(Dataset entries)
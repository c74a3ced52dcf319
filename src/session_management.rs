//! Session management core module.
//!
//! Session identity and bookkeeping, the token service that signs session tokens, and the
//! registry owning the live remote sessions of this instance.

/// Live session handle handed to operations.
pub mod active_session;
/// Session key and metadata.
pub mod session;
/// Lifecycle of the sessions owned by this instance.
pub mod session_registry;
/// Signing and validation of session tokens.
pub mod token_service;

pub use active_session::ActiveSession;
pub use session::{SessionKey, SessionMetadata};
pub use session_registry::{RegistrySettings, SessionCredentials, SessionRegistry};
pub use token_service::SessionTokenService;
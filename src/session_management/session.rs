use chrono::{DateTime, Utc};
use serde::{Deserialize, Serialize};
use uuid::Uuid;

/// Identity bound into a session token.
#[derive(Debug, Clone, PartialEq, Eq, Hash, Serialize, Deserialize)]
#[serde(rename_all = "camelCase")]
pub struct SessionKey {
    pub user_id: Uuid,
    pub resource_id: Uuid,
    pub resource_type: String,
}

#[derive(Debug, Clone, PartialEq, Eq, Serialize)]
#[serde(rename_all = "camelCase")]
pub struct SessionMetadata {
    /// Topic id for streaming; never the token itself.
    pub session_id: Uuid,
    #[serde(skip_serializing)]
    pub token: String,
    pub created_at: DateTime<Utc>,
    pub last_accessed_time: DateTime<Utc>,
    pub expires_at: DateTime<Utc>,
    pub hosting_instance_id: String,
    pub host: String,
    pub port: u16,
    pub username: String,
}

impl SessionMetadata {
    pub fn is_expired_at(&self, now: DateTime<Utc>) -> bool {
        self.expires_at <= now
    }
}
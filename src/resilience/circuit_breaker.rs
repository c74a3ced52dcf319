//! Lock-free circuit breaker.
//!
//! A breaker guards one named operation (for example every command sent to one host). State,
//! failure count and the time of the last transition are plain atomics, so callers share a
//! breaker through an `Arc` without any external locking.

use log::{debug, info, warn};
use serde::Serialize;
use std::fmt;
use std::future::Future;
use std::sync::atomic::{AtomicU32, AtomicU64, AtomicU8, Ordering};
use std::time::{Duration, Instant};

const CLOSED: u8 = 0;
const OPEN: u8 = 1;
const HALF_OPEN: u8 = 2;

#[derive(Debug, Clone, Copy, PartialEq, Eq, Serialize)]
#[serde(rename_all = "SCREAMING_SNAKE_CASE")]
pub enum BreakerState {
    Closed,
    Open,
    HalfOpen,
}

impl BreakerState {
    fn from_raw(raw: u8) -> Self {
        match raw {
            OPEN => BreakerState::Open,
            HALF_OPEN => BreakerState::HalfOpen,
            _ => BreakerState::Closed,
        }
    }
}

impl fmt::Display for BreakerState {
    fn fmt(&self, f: &mut fmt::Formatter<'_>) -> fmt::Result {
        match self {
            BreakerState::Closed => write!(f, "CLOSED"),
            BreakerState::Open => write!(f, "OPEN"),
            BreakerState::HalfOpen => write!(f, "HALF_OPEN"),
        }
    }
}

/// Result of a guarded call: either the breaker refused it, or the operation ran and failed.
#[derive(Debug)]
pub enum CircuitBreakerError<E> {
    Open(String),
    Inner(E),
}

impl<E: fmt::Display> fmt::Display for CircuitBreakerError<E> {
    fn fmt(&self, f: &mut fmt::Formatter<'_>) -> fmt::Result {
        match self {
            CircuitBreakerError::Open(name) => write!(f, "Circuit breaker '{}' is open", name),
            CircuitBreakerError::Inner(e) => write!(f, "{}", e),
        }
    }
}

impl<E: fmt::Debug + fmt::Display> std::error::Error for CircuitBreakerError<E> {}

/// Point-in-time view of a breaker, reported by the health endpoint.
#[derive(Debug, Clone, Serialize)]
#[serde(rename_all = "camelCase")]
pub struct CircuitBreakerSnapshot {
    pub name: String,
    pub state: BreakerState,
    pub consecutive_failures: u32,
    pub millis_since_state_change: u64,
}

pub struct CircuitBreaker {
    name: String,
    failure_threshold: u32,
    reset_timeout: Duration,
    state: AtomicU8,
    failures: AtomicU32,
    // Milliseconds since `epoch`.
    last_state_change: AtomicU64,
    epoch: Instant,
}

impl CircuitBreaker {
    pub fn new(name: impl Into<String>, failure_threshold: u32, reset_timeout: Duration) -> Self {
        Self {
            name: name.into(),
            failure_threshold: failure_threshold.max(1),
            reset_timeout,
            state: AtomicU8::new(CLOSED),
            failures: AtomicU32::new(0),
            last_state_change: AtomicU64::new(0),
            epoch: Instant::now(),
        }
    }

    pub fn name(&self) -> &str {
        &self.name
    }

    pub fn state(&self) -> BreakerState {
        BreakerState::from_raw(self.state.load(Ordering::Acquire))
    }

    pub fn failure_count(&self) -> u32 {
        self.failures.load(Ordering::Acquire)
    }

    pub fn snapshot(&self) -> CircuitBreakerSnapshot {
        CircuitBreakerSnapshot {
            name: self.name.clone(),
            state: self.state(),
            consecutive_failures: self.failure_count(),
            millis_since_state_change: self
                .now_millis()
                .saturating_sub(self.last_state_change.load(Ordering::Acquire)),
        }
    }

    /// Runs a blocking operation through the breaker.
    pub fn call<T, E, F>(&self, op: F) -> Result<T, CircuitBreakerError<E>>
    where
        F: FnOnce() -> Result<T, E>,
    {
        let trial = TrialGuard::arm(self, self.acquire::<E>()?);
        let outcome = op();
        trial.disarm();
        self.record(outcome)
    }

    /// Async counterpart of [`CircuitBreaker::call`]; the future is only created when the
    /// breaker lets the call through.
    ///
    /// A half-open trial whose future is dropped before it completes (a caller timeout or a
    /// cancelled request) counts as a failed trial, so the breaker never stays half-open.
    pub async fn call_async<T, E, F, Fut>(&self, op: F) -> Result<T, CircuitBreakerError<E>>
    where
        F: FnOnce() -> Fut,
        Fut: Future<Output = Result<T, E>>,
    {
        let trial = TrialGuard::arm(self, self.acquire::<E>()?);
        let outcome = op().await;
        trial.disarm();
        self.record(outcome)
    }

    fn record<T, E>(&self, outcome: Result<T, E>) -> Result<T, CircuitBreakerError<E>> {
        match outcome {
            Ok(value) => {
                self.on_success();
                Ok(value)
            }
            Err(e) => {
                self.on_failure();
                Err(CircuitBreakerError::Inner(e))
            }
        }
    }

    /// Admits or rejects one call. OPEN moves to HALF_OPEN here, lazily, and only the caller
    /// that wins that transition runs the trial; `Ok(true)` marks that caller.
    fn acquire<E>(&self) -> Result<bool, CircuitBreakerError<E>> {
        loop {
            match self.state.load(Ordering::Acquire) {
                CLOSED => return Ok(false),
                OPEN => {
                    let since = self
                        .now_millis()
                        .saturating_sub(self.last_state_change.load(Ordering::Acquire));
                    if since < self.reset_timeout.as_millis() as u64 {
                        debug!("Circuit breaker '{}' rejected a call", self.name);
                        return Err(CircuitBreakerError::Open(self.name.clone()));
                    }
                    if self.transition(OPEN, HALF_OPEN) {
                        return Ok(true);
                    }
                    // Lost the race, look at the new state.
                }
                _ => return Err(CircuitBreakerError::Open(self.name.clone())),
            }
        }
    }

    fn on_success(&self) {
        match self.state.load(Ordering::Acquire) {
            HALF_OPEN => {
                self.failures.store(0, Ordering::Release);
                self.transition(HALF_OPEN, CLOSED);
            }
            CLOSED => self.failures.store(0, Ordering::Release),
            _ => {}
        }
    }

    fn on_failure(&self) {
        match self.state.load(Ordering::Acquire) {
            HALF_OPEN => {
                if self.transition(HALF_OPEN, OPEN) {
                    warn!("Circuit breaker '{}' trial call failed", self.name);
                }
            }
            CLOSED => {
                let failures = self.failures.fetch_add(1, Ordering::AcqRel) + 1;
                if failures >= self.failure_threshold && self.transition(CLOSED, OPEN) {
                    warn!(
                        "Circuit breaker '{}' opened after {} consecutive failures",
                        self.name, failures
                    );
                }
            }
            _ => {}
        }
    }

    fn on_abandoned_trial(&self) {
        if self.transition(HALF_OPEN, OPEN) {
            warn!(
                "Circuit breaker '{}' trial call was abandoned before completing",
                self.name
            );
        }
    }

    fn transition(&self, from: u8, to: u8) -> bool {
        let swapped = self
            .state
            .compare_exchange(from, to, Ordering::AcqRel, Ordering::Acquire)
            .is_ok();
        if swapped {
            self.last_state_change
                .store(self.now_millis(), Ordering::Release);
            info!(
                "Circuit breaker '{}' {} -> {}",
                self.name,
                BreakerState::from_raw(from),
                BreakerState::from_raw(to)
            );
        }
        swapped
    }

    fn now_millis(&self) -> u64 {
        self.epoch.elapsed().as_millis() as u64
    }
}

/// Reopens the breaker if the half-open trial it watches never reports an outcome.
struct TrialGuard<'a> {
    breaker: &'a CircuitBreaker,
    armed: bool,
}

impl<'a> TrialGuard<'a> {
    fn arm(breaker: &'a CircuitBreaker, trial: bool) -> Self {
        Self {
            breaker,
            armed: trial,
        }
    }

    fn disarm(mut self) {
        self.armed = false;
    }
}

impl Drop for TrialGuard<'_> {
    fn drop(&mut self) {
        if self.armed {
            self.breaker.on_abandoned_trial();
        }
    }
}

#[cfg(test)]
mod tests {
    use super::*;
    use std::sync::atomic::AtomicUsize;
    use std::sync::Arc;

    fn failing(calls: &AtomicUsize) -> Result<(), &'static str> {
        calls.fetch_add(1, Ordering::SeqCst);
        Err("boom")
    }

    #[test]
    fn test_opens_after_threshold_and_short_circuits() {
        let breaker = CircuitBreaker::new("exec:db01", 3, Duration::from_secs(60));
        let calls = AtomicUsize::new(0);

        for _ in 0..3 {
            assert!(matches!(
                breaker.call(|| failing(&calls)),
                Err(CircuitBreakerError::Inner("boom"))
            ));
        }
        assert_eq!(breaker.state(), BreakerState::Open);

        let fourth = breaker.call(|| failing(&calls));
        assert!(matches!(fourth, Err(CircuitBreakerError::Open(name)) if name == "exec:db01"));
        assert_eq!(calls.load(Ordering::SeqCst), 3);
    }

    #[test]
    fn test_success_in_closed_resets_counter() {
        let breaker = CircuitBreaker::new("op", 3, Duration::from_secs(60));
        let calls = AtomicUsize::new(0);
        let _ = breaker.call(|| failing(&calls));
        let _ = breaker.call(|| failing(&calls));
        assert_eq!(breaker.failure_count(), 2);

        assert!(breaker.call(|| Ok::<_, &str>(())).is_ok());
        assert_eq!(breaker.failure_count(), 0);

        let _ = breaker.call(|| failing(&calls));
        let _ = breaker.call(|| failing(&calls));
        assert_eq!(breaker.state(), BreakerState::Closed);
    }

    #[test]
    fn test_half_open_success_closes() {
        let breaker = CircuitBreaker::new("op", 3, Duration::from_millis(30));
        let calls = AtomicUsize::new(0);
        for _ in 0..3 {
            let _ = breaker.call(|| failing(&calls));
        }
        std::thread::sleep(Duration::from_millis(60));

        assert_eq!(breaker.call(|| Ok::<_, &str>(7)).ok(), Some(7));
        assert_eq!(breaker.state(), BreakerState::Closed);
        assert_eq!(breaker.failure_count(), 0);
    }

    #[test]
    fn test_half_open_failure_reopens_and_restarts_timer() {
        let breaker = CircuitBreaker::new("op", 3, Duration::from_millis(50));
        let calls = AtomicUsize::new(0);
        for _ in 0..3 {
            let _ = breaker.call(|| failing(&calls));
        }
        std::thread::sleep(Duration::from_millis(80));

        assert!(matches!(
            breaker.call(|| failing(&calls)),
            Err(CircuitBreakerError::Inner(_))
        ));
        assert_eq!(breaker.state(), BreakerState::Open);
        assert_eq!(calls.load(Ordering::SeqCst), 4);

        // The timer restarted, so an immediate call is refused again.
        assert!(matches!(
            breaker.call(|| failing(&calls)),
            Err(CircuitBreakerError::Open(_))
        ));
        assert_eq!(calls.load(Ordering::SeqCst), 4);
    }

    #[test]
    fn test_only_one_trial_in_half_open() {
        let breaker = Arc::new(CircuitBreaker::new("op", 1, Duration::from_millis(20)));
        let _ = breaker.call(|| Err::<(), _>("down"));
        std::thread::sleep(Duration::from_millis(40));

        let (entered_tx, entered_rx) = std::sync::mpsc::channel();
        let (release_tx, release_rx) = std::sync::mpsc::channel::<()>();
        let trial = {
            let breaker = breaker.clone();
            std::thread::spawn(move || {
                breaker.call(|| {
                    entered_tx.send(()).unwrap();
                    release_rx.recv().unwrap();
                    Ok::<_, &str>(())
                })
            })
        };
        entered_rx.recv().unwrap();
        assert_eq!(breaker.state(), BreakerState::HalfOpen);
        assert!(matches!(
            breaker.call(|| Ok::<_, &str>(())),
            Err(CircuitBreakerError::Open(_))
        ));

        release_tx.send(()).unwrap();
        assert!(trial.join().unwrap().is_ok());
        assert_eq!(breaker.state(), BreakerState::Closed);
    }

    #[tokio::test]
    async fn test_async_call_is_not_started_when_open() {
        let breaker = CircuitBreaker::new("op", 1, Duration::from_secs(60));
        let _ = breaker.call_async(|| async { Err::<(), _>("down") }).await;

        let started = AtomicUsize::new(0);
        let result = breaker
            .call_async(|| {
                started.fetch_add(1, Ordering::SeqCst);
                async { Ok::<_, &str>(()) }
            })
            .await;
        assert!(matches!(result, Err(CircuitBreakerError::Open(_))));
        assert_eq!(started.load(Ordering::SeqCst), 0);
        assert_eq!(breaker.snapshot().state, BreakerState::Open);
    }

    #[tokio::test]
    async fn test_dropped_trial_reopens_breaker() {
        let breaker = CircuitBreaker::new("exec:db01", 1, Duration::from_millis(20));
        let _ = breaker.call_async(|| async { Err::<(), _>("down") }).await;
        tokio::time::sleep(Duration::from_millis(40)).await;

        let abandoned = tokio::time::timeout(
            Duration::from_millis(10),
            breaker.call_async(|| std::future::pending::<Result<(), &str>>()),
        )
        .await;
        assert!(abandoned.is_err());
        assert_eq!(breaker.state(), BreakerState::Open);

        // Refused until the restarted timer elapses, then a new trial is admitted.
        assert!(matches!(
            breaker.call_async(|| async { Ok::<_, &str>(()) }).await,
            Err(CircuitBreakerError::Open(_))
        ));
        tokio::time::sleep(Duration::from_millis(40)).await;
        assert!(breaker.call_async(|| async { Ok::<_, &str>(()) }).await.is_ok());
        assert_eq!(breaker.state(), BreakerState::Closed);
    }

    #[test]
    fn test_panicking_trial_reopens_breaker() {
        let breaker = CircuitBreaker::new("op", 1, Duration::from_millis(20));
        let _ = breaker.call(|| Err::<(), _>("down"));
        std::thread::sleep(Duration::from_millis(40));

        let outcome = std::panic::catch_unwind(std::panic::AssertUnwindSafe(|| {
            breaker.call(|| -> Result<(), &'static str> { panic!("trial crashed") })
        }));
        assert!(outcome.is_err());
        assert_eq!(breaker.state(), BreakerState::Open);
    }
}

### TASK BRIEF
Copy each line above containing the string "write".

### YOUR RESPONSE
            BreakerState::Closed => write!(f, "CLOSED"),
            BreakerState::Open => write!(f, "OPEN"),
            BreakerState::HalfOpen => write!(f, "HALF_OPEN"),
            CircuitBreakerError::Open(name) => write!(f, "Circuit breaker '{}' is open", name),
            CircuitBreakerError::Inner(e) => write!(f, "{}", e),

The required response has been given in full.